| Problem |
Without skipping a line, reproduce the entries exactly.

═════ Provided data

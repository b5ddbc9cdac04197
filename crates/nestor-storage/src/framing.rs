//! Shared on-disk encoding helpers used by both partitions and indexes:
//! the `"nestor01"` magic, the 8-byte ASCII width descriptor that follows
//! it, and the 10-byte ASCII length prefix that frames each document.

use std::path::Path;

use nestor_types::HEADER_MAGIC;

use crate::error::{Result, StorageError};

/// Width in bytes of the magic field at the start of every partition and
/// index file.
pub const MAGIC_LEN: usize = 8;

/// Width in bytes of the ASCII width descriptor immediately following the
/// magic (partition: length-prefix width; index: entry record width).
pub const WIDTH_FIELD_LEN: usize = 8;

/// Width in bytes of a document's ASCII length prefix.
pub const LENGTH_PREFIX_LEN: usize = 10;

/// Total partition header size: magic + width descriptor.
pub const PARTITION_HEADER_LEN: usize = MAGIC_LEN + WIDTH_FIELD_LEN;

/// The frame terminator. Redundant with the length prefix but deliberate:
/// it lets a boundary scan resynchronize after a torn write.
pub const FRAME_TERMINATOR: u8 = b'\n';

/// Encodes `value` as a right-justified, space-padded ASCII decimal field
/// exactly `width` bytes wide.
///
/// # Panics
/// Panics if `value`'s decimal representation does not fit in `width`
/// bytes — callers only ever encode small, bounded values (length
/// prefixes, entry widths) so this indicates a programming error, not
/// user input.
pub fn encode_ascii_field(value: u64, width: usize) -> Vec<u8> {
    let text = value.to_string();
    assert!(text.len() <= width, "value {value} does not fit in {width} ASCII bytes");
    let mut buf = vec![b' '; width];
    buf[width - text.len()..].copy_from_slice(text.as_bytes());
    buf
}

/// Parses a space-padded ASCII decimal field. Returns a `CorruptFile`
/// error (captioned by the caller) if the field is not valid ASCII
/// decimal digits and spaces.
pub fn decode_ascii_field(field: &[u8], path: &Path, what: &str) -> Result<u64> {
    let text = std::str::from_utf8(field).map_err(|_| StorageError::CorruptFile {
        path: path.to_path_buf(),
        reason: format!("{what} is not valid UTF-8"),
    })?;
    text.trim().parse::<u64>().map_err(|_| StorageError::CorruptFile {
        path: path.to_path_buf(),
        reason: format!("{what} ({text:?}) is not a decimal number"),
    })
}

/// Normalizes a 1-based range bound against `length`: negative values count
/// back from the end (`-K` becomes `length - K + 1`), non-negative values
/// pass through unchanged. The caller is responsible for validating the
/// result falls in `[1, length]`.
#[must_use]
pub fn normalize_range_bound(raw: i64, length: u32) -> i64 {
    if raw < 0 {
        i64::from(length) + raw + 1
    } else {
        raw
    }
}

/// Validates that `header` begins with the Nestor magic, returning a
/// `CorruptFile` error naming `path` otherwise.
pub fn validate_magic(header: &[u8], path: &Path) -> Result<()> {
    if header.len() < MAGIC_LEN || &header[..MAGIC_LEN] != HEADER_MAGIC.as_slice() {
        return Err(StorageError::CorruptFile {
            path: path.to_path_buf(),
            reason: "magic mismatch".to_string(),
        });
    }
    Ok(())
}

#[cfg(test)]
mod tests {
    use super::*;
    use proptest::prelude::*;

    #[test]
    fn ascii_field_round_trips() {
        let encoded = encode_ascii_field(42, 10);
        assert_eq!(encoded.len(), 10);
        assert_eq!(&encoded, b"        42");
        let decoded = decode_ascii_field(&encoded, Path::new("x"), "length").unwrap();
        assert_eq!(decoded, 42);
    }

    #[test]
    fn non_numeric_field_is_corrupt() {
        let err = decode_ascii_field(b"NOTANUM!!!", Path::new("x"), "length");
        assert!(err.is_err());
    }

    proptest! {
        #[test]
        fn any_value_fitting_the_width_round_trips(value in 0u64..=9_999_999_999, width in 10usize..16) {
            let encoded = encode_ascii_field(value, width);
            prop_assert_eq!(encoded.len(), width);
            let decoded = decode_ascii_field(&encoded, Path::new("x"), "length").unwrap();
            prop_assert_eq!(decoded, value);
        }
    }
}
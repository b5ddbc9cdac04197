//! The append-only partition file format: buffered writes, dirty reads of
//! unflushed data, torn-write detection on open, truncation at document
//! boundaries, and a read-only variant that tails a writer's file via
//! filesystem notification.

use std::fs::{File, OpenOptions};
use std::io::{Read, Seek, SeekFrom, Write};
use std::path::{Path, PathBuf};
use std::sync::mpsc;
use std::sync::{Arc, Mutex};

use nestor_types::PartitionId;

use crate::error::{Result, StorageError};
use crate::events::{EventBus, PartitionEvent};
use crate::framing::{
    decode_ascii_field, encode_ascii_field, validate_magic, FRAME_TERMINATOR, LENGTH_PREFIX_LEN,
    PARTITION_HEADER_LEN, WIDTH_FIELD_LEN,
};

/// Tunable knobs a [`Partition`] is opened with. Mirrors the subset of
/// `Storage`'s construction options relevant to a single partition file.
#[derive(Debug, Clone)]
pub struct PartitionOptions {
    pub read_buffer_size: usize,
    pub write_buffer_size: usize,
    pub max_buffered_documents: usize,
    pub sync_on_flush: bool,
    pub dirty_reads: bool,
}

impl Default for PartitionOptions {
    fn default() -> Self {
        Self {
            read_buffer_size: 4096,
            write_buffer_size: 16384,
            max_buffered_documents: 0,
            sync_on_flush: false,
            dirty_reads: true,
        }
    }
}

pub(crate) type FlushCallback = Box<dyn FnOnce() + Send>;

/// One append-only file holding a subset of documents for one storage.
pub struct Partition {
    id: PartitionId,
    path: PathBuf,
    file: File,
    /// Committed on-disk bytes, excluding the partition header.
    size: u32,
    options: PartitionOptions,
    write_buffer: Vec<u8>,
    write_buffer_docs: usize,
    flush_callbacks: Vec<FlushCallback>,
    read_buffer: Vec<u8>,
    read_buffer_pos: Option<u32>,
    open: bool,
    events: EventBus<PartitionEvent>,
}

══════════

| Solution to this task |
repository b5ddbc9cdac04197
filename crates/nestor-storage/src/framing.rs
//! Shared on-disk encoding helpers used by both partitions and indexes:
//! the `"nestor01"` magic, the 8-byte ASCII width descriptor that follows
//! it, and the 10-byte ASCII length prefix that frames each document.

use std::path::Path;

use nestor_types::HEADER_MAGIC;

use crate::error::{Result, StorageError};

/// Width in bytes of the magic field at the start of every partition and
/// index file.
pub const MAGIC_LEN: usize = 8;

/// Width in bytes of the ASCII width descriptor immediately following the
/// magic (partition: length-prefix width; index: entry record width).
pub const WIDTH_FIELD_LEN: usize = 8;

/// Width in bytes of a document's ASCII length prefix.
pub const LENGTH_PREFIX_LEN: usize = 10;

/// Total partition header size: magic + width descriptor.
pub const PARTITION_HEADER_LEN: usize = MAGIC_LEN + WIDTH_FIELD_LEN;

/// The frame terminator. Redundant with the length prefix but deliberate:
/// it lets a boundary scan resynchronize after a torn write.
pub const FRAME_TERMINATOR: u8 = b'\n';

/// Encodes `value` as a right-justified, space-padded ASCII decimal field
/// exactly `width` bytes wide.
///
/// # Panics
/// Panics if `value`'s decimal representation does not fit in `width`
/// bytes — callers only ever encode small, bounded values (length
/// prefixes, entry widths) so this indicates a programming error, not
/// user input.
pub fn encode_ascii_field(value: u64, width: usize) -> Vec<u8> {
    let text = value.to_string();
    assert!(text.len() <= width, "value {value} does not fit in {width} ASCII bytes");
    let mut buf = vec![b' '; width];
    buf[width - text.len()..].copy_from_slice(text.as_bytes());
    buf
}

/// Parses a space-padded ASCII decimal field. Returns a `CorruptFile`
/// error (captioned by the caller) if the field is not valid ASCII
/// decimal digits and spaces.
pub fn decode_ascii_field(field: &[u8], path: &Path, what: &str) -> Result<u64> {
    let text = std::str::from_utf8(field).map_err(|_| StorageError::CorruptFile {
        path: path.to_path_buf(),
        reason: format!("{what} is not valid UTF-8"),
    })?;
    text.trim().parse::<u64>().map_err(|_| StorageError::CorruptFile {
        path: path.to_path_buf(),
        reason: format!("{what} ({text:?}) is not a decimal number"),
    })
}

/// Normalizes a 1-based range bound against `length`: negative values count
/// back from the end (`-K` becomes `length - K + 1`), non-negative values
/// pass through unchanged. The caller is responsible for validating the
/// result falls in `[1, length]`.
#[must_use]
pub fn normalize_range_bound(raw: i64, length: u32) -> i64 {
    if raw < 0 {
        i64::from(length) + raw + 1
    } else {
        raw
    }
}

/// Validates that `header` begins with the Nestor magic, returning a
/// `CorruptFile` error naming `path` otherwise.
pub fn validate_magic(header: &[u8], path: &Path) -> Result<()> {
    if header.len() < MAGIC_LEN || &header[..MAGIC_LEN] != HEADER_MAGIC.as_slice() {
        return Err(StorageError::CorruptFile {
            path: path.to_path_buf(),
            reason: "magic mismatch".to_string(),
        });
    }
    Ok(())
}

#[cfg(test)]
mod tests {
    use super::*;
    use proptest::prelude::*;

    #[test]
    fn ascii_field_round_trips() {
        let encoded = encode_ascii_field(42, 10);
        assert_eq!(encoded.len(), 10);
        assert_eq!(&encoded, b"        42");
        let decoded = decode_ascii_field(&encoded, Path::new("x"), "length").unwrap();
        assert_eq!(decoded, 42);
    }

    #[test]
    fn non_numeric_field_is_corrupt() {
        let err = decode_ascii_field(b"NOTANUM!!!", Path::new("x"), "length");
        assert!(err.is_err());
    }

    proptest! {
        #[test]
        fn any_value_fitting_the_width_round_trips(value in 0u64..=9_999_999_999, width in 10usize..16) {
            let encoded = encode_ascii_field(value, width);
            prop_assert_eq!(encoded.len(), width);
            let decoded = decode_ascii_field(&encoded, Path::new("x"), "length").unwrap();
            prop_assert_eq!(decoded, value);
        }
    }
}
repository b5ddbc9cdac04197
//! The append-only partition file format: buffered writes, dirty reads of
//! unflushed data, torn-write detection on open, truncation at document
//! boundaries, and a read-only variant that tails a writer's file via
//! filesystem notification.

use std::fs::{File, OpenOptions};
use std::io::{Read, Seek, SeekFrom, Write};
use std::path::{Path, PathBuf};
use std::sync::mpsc;
use std::sync::{Arc, Mutex};

use nestor_types::PartitionId;

use crate::error::{Result, StorageError};
use crate::events::{EventBus, PartitionEvent};
use crate::framing::{
    decode_ascii_field, encode_ascii_field, validate_magic, FRAME_TERMINATOR, LENGTH_PREFIX_LEN,
    PARTITION_HEADER_LEN, WIDTH_FIELD_LEN,
};

/// Tunable knobs a [`Partition`] is opened with. Mirrors the subset of
/// `Storage`'s construction options relevant to a single partition file.
#[derive(Debug, Clone)]
pub struct PartitionOptions {
    pub read_buffer_size: usize,
    pub write_buffer_size: usize,
    pub max_buffered_documents: usize,
    pub sync_on_flush: bool,
    pub dirty_reads: bool,
}

impl Default for PartitionOptions {
    fn default() -> Self {
        Self {
            read_buffer_size: 4096,
            write_buffer_size: 16384,
            max_buffered_documents: 0,
            sync_on_flush: false,
            dirty_reads: true,
        }
    }
}

pub(crate) type FlushCallback = Box<dyn FnOnce() + Send>;

/// One append-only file holding a subset of documents for one storage.
pub struct Partition {
    id: PartitionId,
    path: PathBuf,
    file: File,
    /// Committed on-disk bytes, excluding the partition header.
    size: u32,
    options: PartitionOptions,
    write_buffer: Vec<u8>,
    write_buffer_docs: usize,
    flush_callbacks: Vec<FlushCallback>,
    read_buffer: Vec<u8>,
    read_buffer_pos: Option<u32>,
    open: bool,
    events: EventBus<PartitionEvent>,
}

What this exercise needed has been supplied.